▶ _AIM OF THE TASK_:
Your answer should be every line below that includes the word "alloc".

::::::::

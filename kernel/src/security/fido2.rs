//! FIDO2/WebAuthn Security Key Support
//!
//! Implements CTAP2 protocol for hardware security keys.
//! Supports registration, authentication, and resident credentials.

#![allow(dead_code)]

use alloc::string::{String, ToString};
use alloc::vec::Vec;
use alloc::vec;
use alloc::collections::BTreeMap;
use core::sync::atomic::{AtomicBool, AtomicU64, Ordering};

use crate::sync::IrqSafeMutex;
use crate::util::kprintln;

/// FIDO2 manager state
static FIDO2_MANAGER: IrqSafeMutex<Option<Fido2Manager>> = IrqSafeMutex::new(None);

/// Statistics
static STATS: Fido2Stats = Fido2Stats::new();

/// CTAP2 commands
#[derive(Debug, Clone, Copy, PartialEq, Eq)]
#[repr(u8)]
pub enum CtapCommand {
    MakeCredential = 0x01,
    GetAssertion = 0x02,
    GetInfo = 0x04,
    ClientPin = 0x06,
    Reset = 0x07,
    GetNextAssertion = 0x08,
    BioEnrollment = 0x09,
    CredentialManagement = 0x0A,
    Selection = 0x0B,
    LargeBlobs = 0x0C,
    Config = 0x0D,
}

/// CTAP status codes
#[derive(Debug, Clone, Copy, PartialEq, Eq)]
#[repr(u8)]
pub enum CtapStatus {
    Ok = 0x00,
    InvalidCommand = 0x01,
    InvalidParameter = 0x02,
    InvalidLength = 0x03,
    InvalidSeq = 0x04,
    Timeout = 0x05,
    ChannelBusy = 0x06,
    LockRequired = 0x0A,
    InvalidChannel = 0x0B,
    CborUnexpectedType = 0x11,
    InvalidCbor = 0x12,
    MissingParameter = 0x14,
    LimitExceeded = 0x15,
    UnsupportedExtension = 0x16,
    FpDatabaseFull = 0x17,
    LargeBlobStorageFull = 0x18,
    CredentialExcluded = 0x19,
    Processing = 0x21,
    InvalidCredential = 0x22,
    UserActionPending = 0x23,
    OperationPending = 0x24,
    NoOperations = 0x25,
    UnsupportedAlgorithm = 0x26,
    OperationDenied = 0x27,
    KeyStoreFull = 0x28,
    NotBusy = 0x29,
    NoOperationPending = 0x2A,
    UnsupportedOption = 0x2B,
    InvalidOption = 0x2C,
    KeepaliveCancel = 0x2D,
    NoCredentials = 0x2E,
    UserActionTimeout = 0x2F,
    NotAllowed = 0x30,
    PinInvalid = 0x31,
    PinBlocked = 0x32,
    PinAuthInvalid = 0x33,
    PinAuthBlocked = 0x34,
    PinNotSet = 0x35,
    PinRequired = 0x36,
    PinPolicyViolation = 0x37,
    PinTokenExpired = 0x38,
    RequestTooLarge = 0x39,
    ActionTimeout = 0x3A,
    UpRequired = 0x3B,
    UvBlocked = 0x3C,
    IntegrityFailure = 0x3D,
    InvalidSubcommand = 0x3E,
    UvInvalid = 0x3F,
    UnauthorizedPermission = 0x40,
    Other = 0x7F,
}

::::::::

▶ _TASK SOLUTION_:
use alloc::string::{String, ToString};
use alloc::vec::Vec;
use alloc::vec;
use alloc::collections::BTreeMap;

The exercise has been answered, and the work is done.